Computational Interdisciplinary Research Laboratory (CINTERLabs), University of the Philippines Los Baños, 4031, Los Baños, Laguna, Philippines.
Sci Rep. 2023 Sep 14;13(1):15230. doi: 10.1038/s41598-023-41862-3.
The genetic basis of phenotypic emergence provides valuable information for assessing individual risk. While association studies have been pivotal in identifying genetic risk factors within a population, complementing it with insights derived from predictions studies that assess individual-level risk offers a more comprehensive approach to understanding phenotypic expression. In this study, we established personalized risk assessment models using single-nucleotide polymorphism (SNP) data from 200 Korean patients, of which 100 experienced hepatitis B surface antigen (HBsAg) seroclearance and 100 patients demonstrated high levels of HBsAg. The risk assessment models determined the predictive power of the following: (1) genome-wide association study (GWAS)-identified candidate biomarkers considered significant in a reference study and (2) machine learning (ML)-identified candidate biomarkers with the highest feature importance scores obtained by using random forest (RF). While utilizing all features yielded 64% model accuracy, using relevant biomarkers achieved higher model accuracies: 82% for 52 GWAS-identified candidate biomarkers, 71% for three GWAS-identified biomarkers, and 80% for 150 ML-identified candidate biomarkers.

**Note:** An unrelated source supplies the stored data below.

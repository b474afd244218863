//! Per-route validation rule sets and the error-aggregation gate.
//!
//! Each operation declares an ordered list of [`Rule`]s over the raw path
//! parameter and the raw JSON body. Every rule is evaluated - evaluation
//! never stops at the first failure - so a single 400 response reports all
//! violations at once, in rule-declaration order.
//!
//! The failure messages are part of the public contract consumed by
//! existing clients; their casing and punctuation are intentionally
//! inconsistent and must not be normalized.

use serde::Serialize;
use serde_json::Value;
use utoipa::ToSchema;

use crate::error::{ProductError, ProductResult};
use crate::models::{CreateProduct, UpdateProduct};

/// Where a validated field lives in the request.
#[derive(Debug, Clone, Copy, PartialEq, Eq, Serialize, ToSchema)]
#[serde(rename_all = "lowercase")]
pub enum Location {
    Params,
    Body,
}

/// A single field-level validation failure.
#[derive(Debug, Clone, Serialize, ToSchema)]
pub struct FieldError {
    /// The offending value as received; absent fields carry no value
    #[serde(skip_serializing_if = "Option::is_none")]
    #[schema(value_type = Object)]
    pub value: Option<Value>,
    /// Human-readable failure message
    pub msg: String,
    /// Field name the rule applies to
    pub path: String,
    /// `params` or `body`
    pub location: Location,
}

/// Predicate applied to a single field.
#[derive(Debug, Clone, Copy, PartialEq, Eq)]
pub enum Check {
    /// The raw path segment parses as an `i64`
    IsInt,
    /// Present, not `null` and not the empty string
    NotEmpty,
    /// A JSON number, or a string parsing as a finite float
    IsNumeric,
    /// Numeric (per [`Check::IsNumeric`] coercion) and strictly positive
    GreaterThanZero,
    /// A JSON boolean, strictly; `"true"` and `1` are rejected
    IsBoolean,
}

/// One declarative rule: field + location + predicate + failure message.
pub struct Rule {
    pub path: &'static str,
    pub location: Location,
    pub check: Check,
    pub msg: &'static str,
}

const fn rule(path: &'static str, location: Location, check: Check, msg: &'static str) -> Rule {
    Rule {
        path,
        location,
        check,
        msg,
    }
}

/// Shared by get-one, toggle-availability and delete.
pub const ID_RULES: &[Rule] = &[rule("id", Location::Params, Check::IsInt, "ID no valido")];

pub const CREATE_RULES: &[Rule] = &[
    rule(
        "name",
        Location::Body,
        Check::NotEmpty,
        "El nombre del producto no puede ir vacio.",
    ),
    rule("price", Location::Body, Check::IsNumeric, "Valor no valido"),
    rule(
        "price",
        Location::Body,
        Check::GreaterThanZero,
        "Valor no valido.",
    ),
    rule(
        "price",
        Location::Body,
        Check::NotEmpty,
        "El precio del producto no puede ir vacio.",
    ),
];

pub const UPDATE_RULES: &[Rule] = &[
    rule("id", Location::Params, Check::IsInt, "ID no valido"),
    rule(
        "name",
        Location::Body,
        Check::NotEmpty,
        "El nombre del producto no puede ir vacio",
    ),
    rule("price", Location::Body, Check::IsNumeric, "valor no valido"),
    rule(
        "price",
        Location::Body,
        Check::NotEmpty,
        "El precio del producto no puede ir vacio",
    ),
    rule(
        "price",
        Location::Body,
        Check::GreaterThanZero,
        "Precio no valido",
    ),
    rule(
        "availability",
        Location::Body,
        Check::IsBoolean,
        "Valor para disponibilidad no valido",
    ),
];

/// Numeric coercion shared by `IsNumeric` and `GreaterThanZero`: JSON
/// numbers pass through, strings are parsed, everything else is rejected.
fn coerce_number(value: &Value) -> Option<f64> {
    match value {
        Value::Number(n) => n.as_f64().filter(|f| f.is_finite()),
        Value::String(s) => s.parse::<f64>().ok().filter(|f| f.is_finite()),
        _ => None,
    }
}

/// String coercion for post-gate extraction. Non-string scalars are kept
/// by their JSON rendering, matching what the store previously received.
fn string_value(value: &Value) -> Option<String> {
    match value {
        Value::String(s) => Some(s.clone()),
        Value::Null => None,
        other => Some(other.to_string()),
    }
}

fn passes(check: Check, value: Option<&Value>) -> bool {
    match check {
        Check::IsInt => matches!(value, Some(Value::String(raw)) if raw.parse::<i64>().is_ok()),
        Check::NotEmpty => match value {
            None | Some(Value::Null) => false,
            Some(Value::String(s)) => !s.is_empty(),
            Some(_) => true,
        },
        Check::IsNumeric | Check::GreaterThanZero => {
            let number = value.and_then(coerce_number);
            match check {
                Check::GreaterThanZero => number.is_some_and(|n| n > 0.0),
                _ => number.is_some(),
            }
        }
        Check::IsBoolean => matches!(value, Some(Value::Bool(_))),
    }
}

/// Evaluate every rule, collecting one descriptor per failing check.
///
/// `path_id` is the raw `:id` path segment where the route has one; `body`
/// is the parsed JSON body (an empty object when the request had none).
pub fn evaluate(rules: &[Rule], path_id: Option<&str>, body: &Value) -> Vec<FieldError> {
    let mut errors = Vec::new();

    for rule in rules {
        let value = match rule.location {
            Location::Params => path_id.map(|raw| Value::String(raw.to_string())),
            Location::Body => body.get(rule.path).cloned(),
        };

        if !passes(rule.check, value.as_ref()) {
            errors.push(FieldError {
                value,
                msg: rule.msg.to_string(),
                path: rule.path.to_string(),
                location: rule.location,
            });
        }
    }

    errors
}

/// The error-aggregation gate: short-circuits with all accumulated errors,
/// or lets the handler proceed. Never touches the store.
pub fn gate(rules: &[Rule], path_id: Option<&str>, body: &Value) -> ProductResult<()> {
    let errors = evaluate(rules, path_id, body);
    if errors.is_empty() {
        Ok(())
    } else {
        Err(ProductError::Validation(errors))
    }
}

fn extraction_failure(what: &str) -> ProductError {
    ProductError::Internal(format!("{what} extraction failed after validation"))
}

/// Validate and parse the `:id` path segment.
pub fn validate_id(raw: &str) -> ProductResult<i64> {
    gate(ID_RULES, Some(raw), &Value::Null)?;
    raw.parse().map_err(|_| extraction_failure("id"))
}

/// Validate a create body and build the typed input from it.
pub fn validate_create(body: &Value) -> ProductResult<CreateProduct> {
    gate(CREATE_RULES, None, body)?;

    let name = body.get("name").and_then(string_value);
    let price = body.get("price").and_then(coerce_number);

    match (name, price) {
        (Some(name), Some(price)) => Ok(CreateProduct { name, price }),
        _ => Err(extraction_failure("create payload")),
    }
}

/// Validate a full-update request (path id + body) and build the typed
/// input from it.
pub fn validate_update(raw_id: &str, body: &Value) -> ProductResult<(i64, UpdateProduct)> {
    gate(UPDATE_RULES, Some(raw_id), body)?;

    let id = raw_id.parse().map_err(|_| extraction_failure("id"))?;
    let name = body.get("name").and_then(string_value);
    let price = body.get("price").and_then(coerce_number);
    let availability = body.get("availability").and_then(Value::as_bool);

    match (name, price, availability) {
        (Some(name), Some(price), Some(availability)) => Ok((
            id,
            UpdateProduct {
                name,
                price,
                availability,
            },
        )),
        _ => Err(extraction_failure("update payload")),
    }
}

Findings highlight that the joint contributions of relevant biomarkers significantly influence phenotypic emergence. On the other hand, combining ML-identified candidate biomarkers into the pool of GWAS-identified candidate biomarkers resulted in the improved predictive accuracy of 90%, demonstrating the capability of ML as an auxiliary analysis to GWAS. Furthermore, some of the ML-identified candidate biomarkers were found to be linked with hepatocellular carcinoma (HCC), reinforcing previous claims that HCC can still occur despite the absence of HBsAg.

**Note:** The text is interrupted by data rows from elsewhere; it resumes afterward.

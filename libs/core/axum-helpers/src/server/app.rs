use super::shutdown::{ShutdownCoordinator, coordinated_shutdown, shutdown_signal};
use crate::errors::handlers::not_found;
use crate::http::{create_cors_layer, security_headers};
use axum::{Router, middleware};
use core_config::server::ServerConfig;
use std::io;
use std::time::Duration;
use tower_http::compression::CompressionLayer;
use tower_http::trace::{DefaultMakeSpan, DefaultOnResponse, TraceLayer};
use tracing::{Level, info};
use utoipa::OpenApi;

/// Starts the Axum server with graceful shutdown on SIGINT/SIGTERM.
///
/// # Errors
/// Returns an error if the TCP listener fails to bind or the server
/// errors while running.
pub async fn create_app(router: Router, server_config: &ServerConfig) -> io::Result<()> {
    let listener = tokio::net::TcpListener::bind(server_config.address()).await?;

    info!("Server starting on {}", listener.local_addr()?);
    axum::serve(listener, router.into_make_service())
        .with_graceful_shutdown(shutdown_signal())
        .await
        .inspect_err(|e| {
            tracing::error!("Server encountered an error: {:?}", e);
        })?;

    Ok(())
}

/// Creates a configured Axum router with common middleware and documentation.
///
/// Sets up:
/// - OpenAPI documentation (Swagger UI, ReDoc, RapiDoc, Scalar)
/// - API routes nested under `/api`
/// - Request tracing, security headers, CORS, response compression
/// - JSON 404 fallback
///
/// Health endpoints (`/health`, `/ready`) are the caller's to merge via
/// [`super::health_router`] and an app-specific ready handler.
///
/// # CORS Configuration (Required)
///
/// The `CORS_ALLOWED_ORIGIN` environment variable **must** name the single
/// allowed origin; startup fails without it. Browsers on any other origin
/// are refused by the CORS layer.
///
/// Examples:
/// - Development: `CORS_ALLOWED_ORIGIN=http://localhost:5173`
/// - Production: `CORS_ALLOWED_ORIGIN=https://app.example.com`
///
/// # Type Parameters
/// * `T` - A type implementing `utoipa::OpenApi` for API documentation
///
/// # Arguments
/// * `apis` - Router with all routes (state already applied per route)
pub async fn create_router<T>(apis: Router) -> io::Result<Router>
where
    T: OpenApi + 'static,
{
    use utoipa_rapidoc::RapiDoc;
    use utoipa_redoc::{Redoc, Servable as RedocServable};
    use utoipa_scalar::{Scalar, Servable as ScalarServable};
    use utoipa_swagger_ui::SwaggerUi;

    let origin = std::env::var("CORS_ALLOWED_ORIGIN").map_err(|_| {
        io::Error::new(
            io::ErrorKind::InvalidInput,
            "CORS_ALLOWED_ORIGIN environment variable is required. Example: CORS_ALLOWED_ORIGIN=http://localhost:5173",
        )
    })?;

    let allowed_origin = origin
        .trim()
        .parse::<axum::http::HeaderValue>()
        .map_err(|e| {
            io::Error::new(
                io::ErrorKind::InvalidInput,
                format!("Invalid CORS_ALLOWED_ORIGIN value '{}': {}", origin, e),
            )
        })?;

    info!("CORS configured with allowed origin: {}", origin);

    let router = Router::new()
        .merge(SwaggerUi::new("/swagger-ui").url("/api-docs/openapi.json", T::openapi()))
        .merge(Redoc::with_url("/redoc", T::openapi()))
        .merge(RapiDoc::new("/api-docs/openapi.json").path("/rapidoc"))
        .merge(Scalar::with_url("/scalar", T::openapi()))
        .nest("/api", apis)
        .fallback(not_found)
        .layer(
            TraceLayer::new_for_http()
                .make_span_with(DefaultMakeSpan::new().level(Level::INFO))
                .on_response(DefaultOnResponse::new().level(Level::INFO)),
        )
        .layer(middleware::from_fn(security_headers))
        .layer(create_cors_layer(allowed_origin))
        .layer(CompressionLayer::new());

    Ok(router)
}

/// Production-ready server with coordinated shutdown and cleanup.
///
/// # Arguments
/// * `router` - The configured Axum router
/// * `server_config` - Server configuration
/// * `shutdown_timeout` - Maximum time to wait for cleanup (recommended: 30s)
/// * `cleanup` - Async cleanup for database connections etc.
pub async fn create_production_app<F>(
    router: Router,
    server_config: &ServerConfig,
    shutdown_timeout: Duration,
    cleanup: F,
) -> io::Result<()>
where
    F: std::future::Future<Output = ()> + Send + 'static,
{
    let (coordinator, _rx) = ShutdownCoordinator::new();
    let shutdown_handle = coordinator.clone();

    let listener = tokio::net::TcpListener::bind(server_config.address()).await?;
    info!("Server starting on {}", listener.local_addr()?);

    let cleanup_handle = tokio::spawn(async move {
        shutdown_handle.wait_for_signal().await;

        info!("Starting cleanup tasks (timeout: {:?})", shutdown_timeout);
        match tokio::time::timeout(shutdown_timeout, cleanup).await {
            Ok(_) => info!("Cleanup completed successfully"),
            Err(_) => {
                tracing::warn!(
                    "Cleanup exceeded timeout of {:?}, forcing shutdown",
                    shutdown_timeout
                );
            }
        }
    });

    let serve_result = axum::serve(listener, router.into_make_service())
        .with_graceful_shutdown(coordinated_shutdown(coordinator))
        .await
        .inspect_err(|e| {
            tracing::error!("Server encountered an error: {:?}", e);
        });

    cleanup_handle.await.ok();

    serve_result
}

#[cfg(test)]
mod tests {
    use super::*;

    #[derive(utoipa::OpenApi)]
    #[openapi(paths())]
    struct EmptyApiDoc;

    #[tokio::test]
    async fn test_create_router_requires_cors_origin() {
        temp_env::async_with_vars([("CORS_ALLOWED_ORIGIN", None::<&str>)], async {
            let result = create_router::<EmptyApiDoc>(Router::new()).await;
            assert!(result.is_err());
        })
        .await;
    }

    #[tokio::test]
    async fn test_create_router_with_origin() {
        temp_env::async_with_vars(
            [("CORS_ALLOWED_ORIGIN", Some("http://localhost:5173"))],
            async {
                let result = create_router::<EmptyApiDoc>(Router::new()).await;
                assert!(result.is_ok());
            },
        )
        .await;
    }

    #[tokio::test]
    async fn test_create_router_rejects_malformed_origin() {
        temp_env::async_with_vars([("CORS_ALLOWED_ORIGIN", Some("bad\norigin"))], async {
            let result = create_router::<EmptyApiDoc>(Router::new()).await;
            assert!(result.is_err());
        })
        .await;
    }
}
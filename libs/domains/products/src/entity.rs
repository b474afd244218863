use sea_orm::ActiveValue::{NotSet, Set};
use sea_orm::entity::prelude::*;
use serde::{Deserialize, Serialize};

use crate::models::{CreateProduct, Product};

/// Sea-ORM entity for the `products` table
#[derive(Clone, Debug, PartialEq, DeriveEntityModel, Serialize, Deserialize)]
#[sea_orm(table_name = "products")]
pub struct Model {
    #[sea_orm(primary_key)]
    pub id: i64,
    pub name: String,
    #[sea_orm(column_type = "Double")]
    pub price: f64,
    pub availability: bool,
}

#[derive(Copy, Clone, Debug, EnumIter, DeriveRelation)]
pub enum Relation {}

impl ActiveModelBehavior for ActiveModel {}

impl From<Model> for Product {
    fn from(model: Model) -> Self {
        Self {
            id: model.id,
            name: model.name,
            price: model.price,
            availability: model.availability,
        }
    }
}

// New rows leave the id to the database sequence and start available.
impl From<CreateProduct> for ActiveModel {
    fn from(input: CreateProduct) -> Self {
        ActiveModel {
            id: NotSet,
            name: Set(input.name),
            price: Set(input.price),
            availability: Set(true),
        }
    }
}
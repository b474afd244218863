use crate::{env_or_default, ConfigError, FromEnv};
use std::net::Ipv4Addr;

/// Server configuration for HTTP APIs
#[derive(Clone, Debug)]
pub struct ServerConfig {
    pub host: String,
    pub port: u16,
}

impl ServerConfig {
    pub fn new(host: String, port: u16) -> Self {
        Self { host, port }
    }

    /// Get the server address as "host:port"
    pub fn address(&self) -> String {
        format!("{}:{}", self.host, self.port)
    }
}

impl FromEnv for ServerConfig {
    /// Reads HOST (default 0.0.0.0) and PORT (default 8080).
    fn from_env() -> Result<Self, ConfigError> {
        let host = env_or_default("HOST", &Ipv4Addr::UNSPECIFIED.to_string());
        let port = env_or_default("PORT", "8080")
            .parse()
            .map_err(|e| ConfigError::ParseError {
                key: "PORT".to_string(),
                details: format!("{}", e),
            })?;

        Ok(Self { host, port })
    }
}

impl Default for ServerConfig {
    fn default() -> Self {
        Self {
            host: Ipv4Addr::UNSPECIFIED.to_string(),
            port: 8080,
        }
    }
}
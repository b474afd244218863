pub use sea_orm_migration::prelude::*;

mod m20250704_000000_create_products;

pub struct Migrator;

#[async_trait::async_trait]
impl MigratorTrait for Migrator {
    fn migrations() -> Vec<Box<dyn MigrationTrait>> {
        vec![Box::new(m20250704_000000_create_products::Migration)]
    }
}
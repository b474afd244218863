//! Configuration for the Products API

use core_config::{AppInfo, FromEnv, app_info, server::ServerConfig};
use database::postgres::PostgresConfig;

pub use core_config::Environment;

/// Application configuration
#[derive(Clone, Debug)]
pub struct Config {
    pub app: AppInfo,
    pub postgres: PostgresConfig,
    pub server: ServerConfig,
    pub environment: Environment,
}

impl Config {
    pub fn from_env() -> eyre::Result<Self> {
        let environment = Environment::from_env();
        let postgres = PostgresConfig::from_env()?;
        let server = ServerConfig::from_env()?;

        Ok(Self {
            app: app_info!(),
            postgres,
            server,
            environment,
        })
    }
}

表型出现的遗传基础为评估个体风险提供了有价值的信息。虽然关联研究在鉴定人群中的遗传风险因素方面发挥了重要作用,但通过评估个体风险的预测研究来补充这些研究提供了一种更全面的方法来理解表型表达。在这项研究中,我们使用来自 200 名韩国患者的单核苷酸多态性 (SNP) 数据建立了个性化风险评估模型,其中 100 名患者经历了乙型肝炎表面抗原 (HBsAg) 血清清除,100 名患者表现出 HBsAg 高水平。风险评估模型确定了以下两种情况的预测能力:(1)全基因组关联研究 (GWAS) 确定的候选生物标志物在参考研究中被认为具有显著意义,(2)机器学习 (ML) 确定的候选生物标志物,这些标志物通过使用随机森林 (RF) 获得了最高的特征重要性评分。虽然使用所有特征可以达到 64%的模型准确性,但使用相关生物标志物可以获得更高的模型准确性:52 个 GWAS 确定的候选生物标志物的准确性为 82%,3 个 GWAS 确定的生物标志物的准确性为 71%,150 个 ML 确定的候选生物标志物的准确性为 80%。研究结果表明,相关生物标志物的共同贡献显著影响表型出现。另一方面,将 ML 确定的候选生物标志物与 GWAS 确定的候选生物标志物结合在一起,可以将预测准确性提高到 90%,这表明 ML 作为 GWAS 的辅助分析具有一定的能力。此外,一些 ML 确定的候选生物标志物与肝细胞癌 (HCC) 有关,这进一步证实了尽管没有 HBsAg,HCC 仍然可能发生的说法。